> What is required:
Only lines holding "Convert" are wanted; copy each of them from the records below.

[Collected data entries]
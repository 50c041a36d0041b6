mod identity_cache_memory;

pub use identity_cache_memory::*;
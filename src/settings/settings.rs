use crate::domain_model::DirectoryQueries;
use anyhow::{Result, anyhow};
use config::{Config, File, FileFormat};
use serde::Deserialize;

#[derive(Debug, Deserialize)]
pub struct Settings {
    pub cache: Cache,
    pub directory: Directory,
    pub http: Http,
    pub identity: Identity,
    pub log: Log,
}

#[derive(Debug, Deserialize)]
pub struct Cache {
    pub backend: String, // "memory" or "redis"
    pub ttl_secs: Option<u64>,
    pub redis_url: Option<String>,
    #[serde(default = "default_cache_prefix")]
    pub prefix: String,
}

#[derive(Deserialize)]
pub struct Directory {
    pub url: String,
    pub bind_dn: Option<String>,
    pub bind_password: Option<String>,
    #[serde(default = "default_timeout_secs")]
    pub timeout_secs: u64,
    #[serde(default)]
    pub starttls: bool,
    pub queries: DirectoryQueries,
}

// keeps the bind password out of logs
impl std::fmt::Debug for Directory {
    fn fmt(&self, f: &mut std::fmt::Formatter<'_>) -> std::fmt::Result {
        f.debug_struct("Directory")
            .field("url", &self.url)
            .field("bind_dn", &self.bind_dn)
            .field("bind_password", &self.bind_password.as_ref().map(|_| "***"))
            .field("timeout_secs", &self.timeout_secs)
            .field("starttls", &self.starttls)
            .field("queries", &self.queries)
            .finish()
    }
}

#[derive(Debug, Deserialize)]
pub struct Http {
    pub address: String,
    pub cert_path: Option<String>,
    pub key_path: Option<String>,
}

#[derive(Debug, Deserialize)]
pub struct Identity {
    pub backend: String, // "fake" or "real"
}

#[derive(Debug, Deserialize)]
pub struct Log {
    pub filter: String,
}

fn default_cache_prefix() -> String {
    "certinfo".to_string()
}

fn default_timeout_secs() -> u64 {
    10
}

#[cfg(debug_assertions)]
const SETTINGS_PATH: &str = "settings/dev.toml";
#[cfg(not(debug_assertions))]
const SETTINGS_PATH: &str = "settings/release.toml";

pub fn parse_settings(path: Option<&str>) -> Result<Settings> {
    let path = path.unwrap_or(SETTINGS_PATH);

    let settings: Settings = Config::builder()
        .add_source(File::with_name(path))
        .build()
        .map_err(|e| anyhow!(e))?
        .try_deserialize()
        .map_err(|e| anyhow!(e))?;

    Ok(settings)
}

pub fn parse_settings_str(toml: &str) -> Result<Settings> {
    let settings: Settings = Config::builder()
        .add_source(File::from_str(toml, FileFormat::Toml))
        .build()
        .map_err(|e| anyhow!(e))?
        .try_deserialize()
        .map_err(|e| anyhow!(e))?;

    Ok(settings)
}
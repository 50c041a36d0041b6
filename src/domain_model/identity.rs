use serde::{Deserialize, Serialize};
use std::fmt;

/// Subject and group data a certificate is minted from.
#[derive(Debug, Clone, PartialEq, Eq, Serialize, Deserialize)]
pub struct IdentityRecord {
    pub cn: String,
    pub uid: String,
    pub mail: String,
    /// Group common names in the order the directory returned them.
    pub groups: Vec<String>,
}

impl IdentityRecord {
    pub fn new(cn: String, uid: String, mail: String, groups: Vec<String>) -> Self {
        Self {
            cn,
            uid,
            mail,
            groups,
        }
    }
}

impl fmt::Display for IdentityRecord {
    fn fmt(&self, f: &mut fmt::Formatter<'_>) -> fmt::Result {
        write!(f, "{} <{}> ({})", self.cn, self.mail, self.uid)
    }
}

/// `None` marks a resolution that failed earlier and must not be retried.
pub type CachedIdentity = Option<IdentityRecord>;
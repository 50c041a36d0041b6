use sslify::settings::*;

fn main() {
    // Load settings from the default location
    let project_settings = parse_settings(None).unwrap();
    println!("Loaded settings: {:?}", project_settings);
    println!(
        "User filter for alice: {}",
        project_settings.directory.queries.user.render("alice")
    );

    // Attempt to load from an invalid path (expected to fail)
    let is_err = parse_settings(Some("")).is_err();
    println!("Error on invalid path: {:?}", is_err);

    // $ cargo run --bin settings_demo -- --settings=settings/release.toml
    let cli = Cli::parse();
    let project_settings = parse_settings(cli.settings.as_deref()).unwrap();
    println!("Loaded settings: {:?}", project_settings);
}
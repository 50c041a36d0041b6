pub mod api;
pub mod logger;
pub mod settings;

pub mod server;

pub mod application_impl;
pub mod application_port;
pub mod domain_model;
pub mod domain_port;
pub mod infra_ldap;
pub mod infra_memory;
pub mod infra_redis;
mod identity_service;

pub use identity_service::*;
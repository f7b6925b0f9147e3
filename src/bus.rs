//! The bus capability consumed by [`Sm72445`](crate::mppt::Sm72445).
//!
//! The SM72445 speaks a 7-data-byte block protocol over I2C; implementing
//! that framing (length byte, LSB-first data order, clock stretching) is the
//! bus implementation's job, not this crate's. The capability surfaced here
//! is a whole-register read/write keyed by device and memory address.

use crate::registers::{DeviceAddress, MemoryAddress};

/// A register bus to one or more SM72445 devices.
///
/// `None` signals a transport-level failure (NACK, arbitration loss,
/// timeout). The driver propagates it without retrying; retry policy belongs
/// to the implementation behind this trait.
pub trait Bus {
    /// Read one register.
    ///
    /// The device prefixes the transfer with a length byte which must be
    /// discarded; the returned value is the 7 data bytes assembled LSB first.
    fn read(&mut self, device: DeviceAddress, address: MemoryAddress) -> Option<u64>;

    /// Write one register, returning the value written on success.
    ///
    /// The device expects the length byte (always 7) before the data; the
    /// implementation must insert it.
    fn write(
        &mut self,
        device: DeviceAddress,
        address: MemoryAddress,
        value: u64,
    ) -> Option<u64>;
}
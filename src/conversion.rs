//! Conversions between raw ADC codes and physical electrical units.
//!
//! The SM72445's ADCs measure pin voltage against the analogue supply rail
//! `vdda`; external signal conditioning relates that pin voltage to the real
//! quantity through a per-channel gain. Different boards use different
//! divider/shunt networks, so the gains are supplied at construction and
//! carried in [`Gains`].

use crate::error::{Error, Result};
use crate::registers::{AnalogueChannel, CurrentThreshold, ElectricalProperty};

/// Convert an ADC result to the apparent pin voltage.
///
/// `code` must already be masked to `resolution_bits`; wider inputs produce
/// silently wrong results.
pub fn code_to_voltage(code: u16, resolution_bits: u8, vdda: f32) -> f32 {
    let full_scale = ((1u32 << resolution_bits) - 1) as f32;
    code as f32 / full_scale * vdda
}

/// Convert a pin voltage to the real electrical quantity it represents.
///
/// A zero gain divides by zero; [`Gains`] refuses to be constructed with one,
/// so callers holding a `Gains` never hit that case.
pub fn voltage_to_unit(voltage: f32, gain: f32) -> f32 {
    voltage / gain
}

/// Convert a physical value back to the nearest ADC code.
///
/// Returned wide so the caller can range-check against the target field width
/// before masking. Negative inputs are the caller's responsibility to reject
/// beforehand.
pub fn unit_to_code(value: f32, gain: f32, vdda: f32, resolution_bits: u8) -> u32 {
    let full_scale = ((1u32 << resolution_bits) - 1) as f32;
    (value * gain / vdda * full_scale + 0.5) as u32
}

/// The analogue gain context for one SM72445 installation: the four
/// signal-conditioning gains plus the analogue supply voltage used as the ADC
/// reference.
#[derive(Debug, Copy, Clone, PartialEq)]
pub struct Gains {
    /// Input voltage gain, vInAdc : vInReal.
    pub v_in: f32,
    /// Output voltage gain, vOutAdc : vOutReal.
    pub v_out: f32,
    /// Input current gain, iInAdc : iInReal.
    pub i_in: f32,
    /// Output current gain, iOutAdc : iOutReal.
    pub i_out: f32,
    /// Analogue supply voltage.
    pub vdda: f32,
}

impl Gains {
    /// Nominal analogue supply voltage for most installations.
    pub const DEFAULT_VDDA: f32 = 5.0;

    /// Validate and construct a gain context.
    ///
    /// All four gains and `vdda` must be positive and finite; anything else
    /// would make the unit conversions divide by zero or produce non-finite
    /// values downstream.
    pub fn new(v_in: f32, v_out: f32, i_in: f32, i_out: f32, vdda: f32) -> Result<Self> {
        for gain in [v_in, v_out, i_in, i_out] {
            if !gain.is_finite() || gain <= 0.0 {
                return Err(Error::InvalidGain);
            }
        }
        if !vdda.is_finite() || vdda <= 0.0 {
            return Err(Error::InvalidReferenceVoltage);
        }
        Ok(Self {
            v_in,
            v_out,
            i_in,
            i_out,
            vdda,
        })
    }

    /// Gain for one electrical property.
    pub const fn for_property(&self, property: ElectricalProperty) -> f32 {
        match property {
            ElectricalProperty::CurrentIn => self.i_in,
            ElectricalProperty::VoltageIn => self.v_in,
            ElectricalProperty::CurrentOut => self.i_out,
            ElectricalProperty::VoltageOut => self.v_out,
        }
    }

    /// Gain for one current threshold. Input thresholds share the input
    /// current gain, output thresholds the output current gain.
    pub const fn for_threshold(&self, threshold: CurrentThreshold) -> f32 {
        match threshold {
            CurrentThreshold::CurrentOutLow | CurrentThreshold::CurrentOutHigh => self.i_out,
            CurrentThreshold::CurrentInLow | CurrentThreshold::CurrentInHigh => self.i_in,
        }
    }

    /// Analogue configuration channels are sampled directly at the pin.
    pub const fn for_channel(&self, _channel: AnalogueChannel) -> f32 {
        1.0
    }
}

> Result for this task:
/// Convert an ADC result to the apparent pin voltage.
/// Convert a pin voltage to the real electrical quantity it represents.
/// Convert a physical value back to the nearest ADC code.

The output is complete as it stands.